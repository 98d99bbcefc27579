use util::IdVec;

use super::{Error, Vertex};

/// Directed graph with adjacency and inverse adjacency lists.
/// A `None` slot means the vertex is not (or no longer) in the graph.
#[derive(Debug, Clone)]
pub struct Graph<V> {
    /// out-edges: `adjacency[u]` lists every `v` with an edge `u -> v`.
    pub(crate) adjacency: IdVec<V, Option<Vec<V>>>,
    /// in-edges: `inverse[v]` lists every `u` with an edge `u -> v`.
    pub(crate) inverse: IdVec<V, Option<Vec<V>>>,
    num_vertices: usize,
}

impl<V> Default for Graph<V> {
    fn default() -> Self {
        Self {
            adjacency: IdVec::default(),
            inverse: IdVec::default(),
            num_vertices: 0,
        }
    }
}

impl<V: Vertex> Graph<V> {
    /// Create an empty graph with room for `cap` vertices.
    pub fn with_capacity(cap: usize) -> Self {
        Self {
            adjacency: IdVec::with_capacity(cap),
            inverse: IdVec::with_capacity(cap),
            num_vertices: 0,
        }
    }

    /// Number of vertices currently in the graph.
    #[inline]
    pub fn len(&self) -> usize {
        self.num_vertices
    }

    #[inline]
    pub fn is_empty(&self) -> bool {
        self.num_vertices == 0
    }

    /// Total number of edges.
    pub fn num_edges(&self) -> usize {
        self.adjacency.iter().flatten().map(Vec::len).sum()
    }

    pub fn has_vertex(&self, v: V) -> bool {
        matches!(self.adjacency.get(v), Some(Some(_)))
    }

    /// Add vertex `v`. Returns false if it was already present.
    pub fn add_vertex(&mut self, v: V) -> bool {
        if self.has_vertex(v) {
            return false;
        }
        log::trace!("adding vertex {v:?}");
        self.adjacency.insert(v, Some(Vec::with_capacity(4)));
        self.inverse.insert(v, Some(Vec::with_capacity(4)));
        self.num_vertices += 1;
        true
    }

    /// Add edge `from -> to`. Both vertices must exist.
    /// Returns false if the edge was already present.
    pub fn add_edge(&mut self, from: V, to: V) -> Result<bool, Error<V>> {
        if !self.has_vertex(to) {
            return Err(Error::MissingVertex(to));
        }
        let out = match self.adjacency.get_mut(from) {
            Some(Some(out)) => out,
            _ => return Err(Error::MissingVertex(from)),
        };
        if out.contains(&to) {
            return Ok(false);
        }
        log::trace!("adding edge {from:?} -> {to:?}");
        out.push(to);
        if let Some(Some(incoming)) = self.inverse.get_mut(to) {
            incoming.push(from);
        }
        Ok(true)
    }

    /// Remove edge `from -> to`. Returns false if there was no such edge.
    pub fn delete_edge(&mut self, from: V, to: V) -> bool {
        let removed = match self.adjacency.get_mut(from) {
            Some(Some(out)) => remove_item(out, to),
            _ => false,
        };
        if removed {
            if let Some(Some(incoming)) = self.inverse.get_mut(to) {
                remove_item(incoming, from);
            }
        }
        removed
    }

    /// Remove vertex `v` and every edge touching it.
    /// Returns false if it wasn't in the graph.
    pub fn delete_vertex(&mut self, v: V) -> bool {
        let outgoing = self.adjacency.get_mut(v).and_then(Option::take);
        let incoming = self.inverse.get_mut(v).and_then(Option::take);
        let (Some(outgoing), Some(incoming)) = (outgoing, incoming) else {
            return false;
        };
        log::trace!("deleting vertex {v:?}");
        for to in outgoing {
            if let Some(Some(list)) = self.inverse.get_mut(to) {
                remove_item(list, v);
            }
        }
        for from in incoming {
            if let Some(Some(list)) = self.adjacency.get_mut(from) {
                remove_item(list, v);
            }
        }
        self.num_vertices -= 1;
        true
    }

    /// Every `to` with an edge `v -> to`, in insertion order.
    pub fn edges_from(&self, v: V) -> &[V] {
        match self.adjacency.get(v) {
            Some(Some(out)) => out.as_slice(),
            _ => &[],
        }
    }

    /// Every `from` with an edge `from -> v`, in insertion order.
    pub fn edges_to(&self, v: V) -> &[V] {
        match self.inverse.get(v) {
            Some(Some(incoming)) => incoming.as_slice(),
            _ => &[],
        }
    }

    pub fn has_edge(&self, from: V, to: V) -> bool {
        self.edges_from(from).contains(&to)
    }

    pub fn out_degree(&self, v: V) -> usize {
        self.edges_from(v).len()
    }

    pub fn in_degree(&self, v: V) -> usize {
        self.edges_to(v).len()
    }

    /// Iterate through vertices in ascending id order.
    pub fn vertices(&self) -> impl Iterator<Item = V> + '_ {
        self.adjacency
            .iter_ids()
            .filter_map(|(v, out)| out.as_ref().map(|_| v))
    }

    /// A copy of this graph with every edge reversed.
    pub fn inverse(&self) -> Self {
        Self {
            adjacency: self.inverse.clone(),
            inverse: self.adjacency.clone(),
            num_vertices: self.num_vertices,
        }
    }
}

fn remove_item<V: PartialEq>(list: &mut Vec<V>, item: V) -> bool {
    match list.iter().position(|x| *x == item) {
        Some(pos) => {
            list.remove(pos);
            true
        }
        None => false,
    }
}

#[cfg(test)]
mod tests {
    use super::*;

    util::typed_id!(Id, u8);

    fn id(i: u8) -> Id {
        Id::from(i)
    }

    fn graph_with(n: u8) -> Graph<Id> {
        let mut g = Graph::with_capacity(n as usize);
        for i in 0..n {
            assert!(g.add_vertex(id(i)));
        }
        g
    }

    #[test]
    fn test_add_vertex_twice() {
        let mut g = graph_with(1);
        assert!(!g.add_vertex(id(0)));
        assert_eq!(g.len(), 1);
    }

    #[test]
    fn test_add_edge_is_idempotent() {
        let mut g = graph_with(2);
        assert_eq!(g.add_edge(id(0), id(1)), Ok(true));
        assert_eq!(g.add_edge(id(0), id(1)), Ok(false));
        assert_eq!(g.num_edges(), 1);
        assert_eq!(g.edges_to(id(1)), &[id(0)]);
    }

    #[test]
    fn test_add_edge_missing_vertex() {
        let mut g = graph_with(1);
        assert_eq!(g.add_edge(id(0), id(5)), Err(Error::MissingVertex(id(5))));
        assert_eq!(g.add_edge(id(5), id(0)), Err(Error::MissingVertex(id(5))));
        assert_eq!(g.num_edges(), 0);
    }

    #[test]
    fn test_delete_vertex_removes_incident_edges() {
        // 0 -> 1 -> 2, 0 -> 2
        let mut g = graph_with(3);
        g.add_edge(id(0), id(1)).unwrap();
        g.add_edge(id(1), id(2)).unwrap();
        g.add_edge(id(0), id(2)).unwrap();

        assert!(g.delete_vertex(id(1)));
        assert!(!g.has_vertex(id(1)));
        assert_eq!(g.len(), 2);
        assert_eq!(g.edges_from(id(0)), &[id(2)]);
        assert_eq!(g.edges_to(id(2)), &[id(0)]);
        assert_eq!(g.num_edges(), 1);

        assert!(!g.delete_vertex(id(1)));
    }

    #[test]
    fn test_delete_vertex_with_self_loop() {
        let mut g = graph_with(2);
        g.add_edge(id(0), id(0)).unwrap();
        g.add_edge(id(1), id(0)).unwrap();
        assert!(g.delete_vertex(id(0)));
        assert_eq!(g.num_edges(), 0);
        assert_eq!(g.out_degree(id(1)), 0);
    }

    #[test]
    fn test_readd_deleted_vertex() {
        let mut g = graph_with(2);
        g.add_edge(id(0), id(1)).unwrap();
        g.delete_vertex(id(1));
        assert!(g.add_vertex(id(1)));
        assert_eq!(g.in_degree(id(1)), 0);
        assert_eq!(g.out_degree(id(0)), 0);
    }

    #[test]
    fn test_delete_edge() {
        let mut g = graph_with(2);
        g.add_edge(id(0), id(1)).unwrap();
        assert!(g.delete_edge(id(0), id(1)));
        assert!(!g.delete_edge(id(0), id(1)));
        assert_eq!(g.in_degree(id(1)), 0);
    }

    #[test]
    fn test_inverse() {
        let mut g = graph_with(3);
        g.add_edge(id(0), id(1)).unwrap();
        g.add_edge(id(0), id(2)).unwrap();
        let inv = g.inverse();
        assert_eq!(inv.edges_from(id(1)), &[id(0)]);
        assert_eq!(inv.edges_to(id(0)), &[id(1), id(2)]);
        assert_eq!(inv.len(), 3);
    }

    #[test]
    fn test_vertices_skip_deleted() {
        let mut g = graph_with(4);
        g.delete_vertex(id(2));
        let vs: Vec<Id> = g.vertices().collect();
        assert_eq!(vs, vec![id(0), id(1), id(3)]);
    }
}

> _WHAT IS NEEDED_
Using the listing above, list every line in which the string "trace" occurs.

> _TASK RESULT_
        log::trace!("adding vertex {v:?}");
        log::trace!("adding edge {from:?} -> {to:?}");
        log::trace!("deleting vertex {v:?}");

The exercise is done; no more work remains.